La discriminación es un fruto de la soberbia. La soberbia crece por la necedad. La necedad de la discriminación es el resultado de cultivar razonamientos egoístas sin confrontarlos con cuestionamientos tan elementales como los presentados por el apóstol Pablo (y que el mismo responde):
“¿Qué te hace superior? ¿Quién te distingue? ¿Quién te da privilegios sobre los demás? No hay nada que te haga más importante que otros. ¿Qué tienes que no hayas recibido? Todo lo que tienes lo has recibido de Dios. Y si todo se lo debes a él, ¿por qué presumes, como si lo hubieras conseguido tú solo?”
Hay quienes se jactan de su apellido, de su raza… ¿Quién les engañó que ciertas combinaciones de letras podrían hacerlos mejores que otros? ¿La tradición familiar? ¿Alguien, alguna vez decidió el lugar y la familia en la cual nacer? ¿Acaso esto es fruto de algún esfuerzo loable? “De suerte naciste allí” dirían unos. “La providencia divina” diremos los cristianos.
En ningún caso es algo para atribuirse mérito alguno. Aun así, el blanco desprecia al cholo, el cholo al negro, y el negro al que es más negro… Soberana estupidez. ¿Acaso la cantidad de pigmento en la piel hace superior a alguien? Después de todo, ¿quién tiene potestad para escoger nacer con un determinado color de piel, sexo, o ser serrano, costeño o selvático? Simplemente tenemos diferentes ropajes de carne, distintos hábitos culturales. Por lo demás somos iguales.
Señoritas que se envanecen por su belleza, pensando que por ello merecen tratos preferenciales, y se ríen de aquellas que no tuvieron la inteligencia de “escoger” tal gracia… Jóvenes que en su soberbia faltan el respeto a los ancianos, creyendo tontamente que caminarán por siempre erguidos, fuertes, sin necesidad de ayuda… ¿Es sensato jactarse del agua que se retiene en las manos? ¿Puede acaso alguien retener el tiempo, la vitalidad y belleza que Dios le da? (Disfrútalo con humildad. Es temporal).
Otros se llenan de soberbia por sus logros… Médicos que ni siquiera saludan a sus pacientes; ingenieros que tratan con insultos a sus obreros; autoridades, gerentes, negociantes que desprecian a los que no son de su “estatus”. Y claro, dicen “yo me quemé las pestañas”, “yo trabajé duro”, “yo sí aproveché las oportunidades”; y por supuesto que lo hicieron; mientras otros vagaban ellos se esforzaban. Son un ejemplo a seguir.
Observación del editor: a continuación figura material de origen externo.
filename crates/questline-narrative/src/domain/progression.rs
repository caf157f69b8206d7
//! Progression tracking: story-arc pacing and accumulated milestones.

use std::collections::BTreeMap;

use serde::{Deserialize, Serialize};

use super::generator::TurnResult;

/// Default number of player turns a story is paced to run.
pub const DEFAULT_TURN_BUDGET: u32 = 450;

/// Coarse narrative stage used to pace tone and ending likelihood.
#[derive(Debug, Clone, Copy, Default, PartialEq, Eq, Serialize, Deserialize)]
#[serde(rename_all = "lowercase")]
pub enum StoryArc {
    /// Introduction to the world.
    #[default]
    Beginning,
    /// Stakes and complications build.
    Rising,
    /// The central confrontation.
    Climax,
    /// Loose ends are tied up.
    Resolution,
    /// The story concludes.
    Ending,
}

impl StoryArc {
    /// Wire name of the phase.
    #[must_use]
    pub fn as_str(self) -> &'static str {
        match self {
            Self::Beginning => "beginning",
            Self::Rising => "rising",
            Self::Climax => "climax",
            Self::Resolution => "resolution",
            Self::Ending => "ending",
        }
    }
}

/// How an NPC or faction regards the player.
#[derive(Debug, Clone, Copy, PartialEq, Eq, Serialize, Deserialize)]
#[serde(rename_all = "lowercase")]
pub enum RelationshipLevel {
    /// Fights alongside the player.
    Allied,
    /// Well disposed.
    Friendly,
    /// No opinion yet.
    Neutral,
    /// Distrustful.
    Suspicious,
    /// Openly unfriendly.
    Hostile,
    /// Actively working against the player.
    Enemy,
}

impl RelationshipLevel {
    /// Wire name of the level.
    #[must_use]
    pub fn as_str(self) -> &'static str {
        match self {
            Self::Allied => "allied",
            Self::Friendly => "friendly",
            Self::Neutral => "neutral",
            Self::Suspicious => "suspicious",
            Self::Hostile => "hostile",
            Self::Enemy => "enemy",
        }
    }
}

/// Percentage of the turn budget consumed, capped at 100.
#[must_use]
pub fn progress_percent(turn_count: u32, turn_budget: u32) -> f64 {
    if turn_budget == 0 {
        return 100.0;
    }
    (f64::from(turn_count) / f64::from(turn_budget) * 100.0).min(100.0)
}

/// Derives the expected story phase from how far through the budget we are.
#[must_use]
pub fn derive_phase(turn_count: u32, turn_budget: u32) -> StoryArc {
    let progress = progress_percent(turn_count, turn_budget);
    if progress < 20.0 {
        StoryArc::Beginning
    } else if progress < 50.0 {
        StoryArc::Rising
    } else if progress < 75.0 {
        StoryArc::Climax
    } else if progress < 95.0 {
        StoryArc::Resolution
    } else {
        StoryArc::Ending
    }
}

/// Whether the turn budget has been reached and a conclusion is expected.
///
/// Informational only; it never ends the game by itself.
#[must_use]
pub fn is_ending_window(turn_count: u32, turn_budget: u32) -> bool {
    turn_count >= turn_budget
}

/// Milestones accumulated over a session.
#[derive(Debug, Clone, Default, PartialEq, Eq, Serialize, Deserialize)]
#[serde(rename_all = "camelCase")]
pub struct Progression {
    /// Append-only achievement log; duplicates are kept.
    pub achievements: Vec<String>,
    /// Append-only log of pivotal decisions.
    pub major_choices: Vec<String>,
    /// Latest standing with each NPC or faction.
    pub relationships: BTreeMap<String, RelationshipLevel>,
    /// Current narrative phase.
    pub story_arc: StoryArc,
}

impl Progression {
    /// Folds a generated turn's milestones into the running totals.
    ///
    /// The generator's `story_arc` wins when supplied; otherwise the arc is
    /// left for [`Progression::pace`] to derive.
    pub fn record_turn_result(&mut self, result: &TurnResult) {
        self.achievements.extend(result.achievements.iter().cloned());
        if let Some(choice) = result.major_choice.as_ref().filter(|c| !c.trim().is_empty()) {
            self.major_choices.push(choice.clone());
        }
        for (name, level) in &result.relationships {
            self.relationships.insert(name.clone(), *level);
        }
        if let Some(arc) = result.story_arc {
            self.story_arc = arc;
        }
    }

    /// Sets the arc from the turn count when the generator did not supply one.
    pub fn pace(&mut self, supplied: Option<StoryArc>, turn_count: u32, turn_budget: u32) {
        if supplied.is_none() {
            self.story_arc = derive_phase(turn_count, turn_budget);
        }
    }

    /// The most recent `n` achievements, oldest first.
    #[must_use]
    pub fn recent_achievements(&self, n: usize) -> &[String] {
        tail(&self.achievements, n)
    }

    /// The most recent `n` major choices, oldest first.
    #[must_use]
    pub fn recent_major_choices(&self, n: usize) -> &[String] {
        tail(&self.major_choices, n)
    }
}

fn tail(items: &[String], n: usize) -> &[String] {
    &items[items.len().saturating_sub(n)..]
}
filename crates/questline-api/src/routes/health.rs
//! Health check endpoint.

use axum::{Json, Router, routing::get};
use serde::Serialize;

use crate::state::AppState;

/// Health check response.
#[derive(Serialize)]
pub struct HealthResponse {
    /// Service status.
    pub status: &'static str,
    /// Service version.
    pub version: &'static str,
}

/// GET /health
async fn health_check() -> Json<HealthResponse> {
    Json(HealthResponse {
        status: "ok",
        version: env!("CARGO_PKG_VERSION"),
    })
}

/// Returns the health check router.
pub fn router() -> Router<AppState> {
    Router::new().route("/health", get(health_check))
}
//! Narrative generator backed by the Azure OpenAI Responses API.

mod generator;
mod wire;

pub use generator::{AzureOpenAiConfig, AzureOpenAiGenerator};
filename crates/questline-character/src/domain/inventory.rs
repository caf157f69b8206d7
//! Inventory ledger.
//!
//! Items are plain names. The ledger keeps insertion order and duplicates,
//! and removals match the exact name.

use tracing::debug;

/// Appends every found item, preserving order and duplicates.
pub fn add_items(inventory: &mut Vec<String>, found: &[String]) {
    inventory.extend(found.iter().cloned());
}

/// Removes the first exact match for each used item.
///
/// A used item that is not in the inventory is skipped; the generator's view
/// of the inventory can drift from ours.
pub fn remove_items(inventory: &mut Vec<String>, used: &[String]) {
    for item in used {
        match inventory.iter().position(|held| held == item) {
            Some(index) => {
                inventory.remove(index);
            }
            None => debug!(item = %item, "used item not held; skipping"),
        }
    }
}

#[cfg(test)]
mod tests {
    use super::*;

    fn names(items: &[&str]) -> Vec<String> {
        items.iter().map(|s| (*s).to_owned()).collect()
    }

    #[test]
    fn test_add_items_keeps_order_and_duplicates() {
        let mut inventory = names(&["Torch"]);

        add_items(&mut inventory, &names(&["Health Potion", "Torch"]));

        assert_eq!(inventory, names(&["Torch", "Health Potion", "Torch"]));
    }

    #[test]
    fn test_remove_items_removes_first_occurrence_only() {
        let mut inventory = names(&["Torch", "Rope", "Torch"]);

        remove_items(&mut inventory, &names(&["Torch"]));

        assert_eq!(inventory, names(&["Rope", "Torch"]));
    }

    #[test]
    fn test_remove_items_missing_item_is_a_no_op() {
        let mut inventory = names(&["Rope"]);

        remove_items(&mut inventory, &names(&["Lantern", "rope"]));

        assert_eq!(inventory, names(&["Rope"]));
    }

    #[test]
    fn test_add_then_remove_restores_length() {
        let mut inventory = names(&["Rope", "Rusty Dagger"]);
        let before = inventory.len();

        add_items(&mut inventory, &names(&["Rusty Dagger"]));
        remove_items(&mut inventory, &names(&["Rusty Dagger"]));

        assert_eq!(inventory.len(), before);
    }
}
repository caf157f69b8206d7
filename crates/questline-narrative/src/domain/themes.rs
//! Theme catalog.
//!
//! The catalog shown to players is static data embedded from `themes.yaml`;
//! the world description fed to the generator lives on [`Theme`] itself.

use std::fmt;
use std::str::FromStr;

use questline_core::error::DomainError;
use serde::{Deserialize, Serialize};

const CATALOG_YAML: &str = include_str!("../../themes.yaml");

/// A supported story setting. Fixed for the lifetime of a session.
#[derive(Debug, Clone, Copy, PartialEq, Eq, Hash, Serialize, Deserialize)]
#[serde(rename_all = "kebab-case")]
pub enum Theme {
    /// Knights, dragons, and ancient kingdoms.
    MedievalFantasy,
    /// Space travel and alien civilizations.
    SciFiSpace,
    /// Cursed lands and supernatural creatures.
    HorrorGothic,
    /// Megacorporations and neon-lit streets.
    Cyberpunk,
    /// Wasteland survival.
    PostApocalyptic,
    /// Steam power and airships.
    Steampunk,
}

impl Theme {
    /// Every supported theme, in catalog order.
    pub const ALL: [Self; 6] = [
        Self::MedievalFantasy,
        Self::SciFiSpace,
        Self::HorrorGothic,
        Self::Cyberpunk,
        Self::PostApocalyptic,
        Self::Steampunk,
    ];

    /// The stable identifier used on the wire.
    #[must_use]
    pub fn id(self) -> &'static str {
        match self {
            Self::MedievalFantasy => "medieval-fantasy",
            Self::SciFiSpace => "sci-fi-space",
            Self::HorrorGothic => "horror-gothic",
            Self::Cyberpunk => "cyberpunk",
            Self::PostApocalyptic => "post-apocalyptic",
            Self::Steampunk => "steampunk",
        }
    }

    /// World description handed to the narrative generator.
    #[must_use]
    pub fn setting(self) -> &'static str {
        match self {
            Self::MedievalFantasy => {
                "a classic medieval fantasy world with knights, dragons, magic, and ancient kingdoms"
            }
            Self::SciFiSpace => {
                "a futuristic universe with space travel, alien civilizations, advanced technology, and cosmic mysteries"
            }
            Self::HorrorGothic => {
                "a dark gothic land of supernatural creatures, cursed villages, thick fog, and terrifying encounters"
            }
            Self::Cyberpunk => {
                "a cyberpunk dystopia of megacorporations, hackers, cybernetic enhancements, and neon-lit streets"
            }
            Self::PostApocalyptic => {
                "a post-apocalyptic wasteland of mutants, survivors, scarce resources, and the struggle to stay alive"
            }
            Self::Steampunk => {
                "a Victorian age of steam-powered machines, airships, eccentric inventors, and smoky industry"
            }
        }
    }
}

impl fmt::Display for Theme {
    fn fmt(&self, f: &mut fmt::Formatter<'_>) -> fmt::Result {
        f.write_str(self.id())
    }
}

impl FromStr for Theme {
    type Err = DomainError;

    fn from_str(s: &str) -> Result<Self, Self::Err> {
        let id = s.trim();
        if id.is_empty() {
            return Err(DomainError::InvalidInput("theme is required".into()));
        }
        Self::ALL
            .into_iter()
            .find(|theme| theme.id() == id)
            .ok_or_else(|| DomainError::InvalidInput(format!("unknown theme: {id}")))
    }
}

/// A catalog entry presented to players when choosing a theme.
#[derive(Debug, Clone, PartialEq, Eq, Serialize, Deserialize)]
pub struct ThemeInfo {
    /// Theme identifier.
    pub id: Theme,
    /// Display name.
    pub name: String,
    /// One-sentence pitch.
    pub description: String,
    /// Decorative icon.
    pub icon: String,
}

/// Returns the static theme catalog.
///
/// # Errors
///
/// Returns `DomainError::Infrastructure` if the embedded catalog is invalid.
pub fn list_themes() -> Result<Vec<ThemeInfo>, DomainError> {
    serde_yaml::from_str(CATALOG_YAML)
        .map_err(|e| DomainError::Infrastructure(format!("theme catalog is invalid: {e}")))
}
Ahora ven recompensados sus días de trabajo y desvelos con reconocimiento y dinero… pero, ¿eso les da derecho de despreciar a los demás?... ¿Quién les dio esas oportunidades y esas fuerzas? ¿Quién les dio esa habilidad o ese coeficiente intelectual? ¿Acaso no ha sido Dios?
¡Cuidado!: “Antes del quebrantamiento es la soberbia, y antes de la caída la altivez de espíritu”. Dios nos da la vida. Él sustenta este universo. Todo lo bueno proviene de Él. Reconocer esto nos provee de un corazón agradecido, y sobre todo humilde que evitará nuestra futura caída y quebrantamiento, y nos ayudará a rechazar la soberbia y cualquier tipo de discriminación.
La discriminación es cruel, injusta y perjudicial. Desune a la familia, a la sociedad, al país; origina resentimientos, discordias; retrasa el desarrollo. Las penas que imponen las leyes antidiscriminatorias buscan no sólo hacer justicia, sino enseñar, corregir, propiciar una sociedad de mayor respeto; porque no debemos conformarnos con prohibir, “reprimir” la discriminación (de tal manera que no se exprese en público lo que se dice en casa o entre amigos); sino que la solución debe ser, como lo enseñan las Escrituras: Revestirnos de humildad.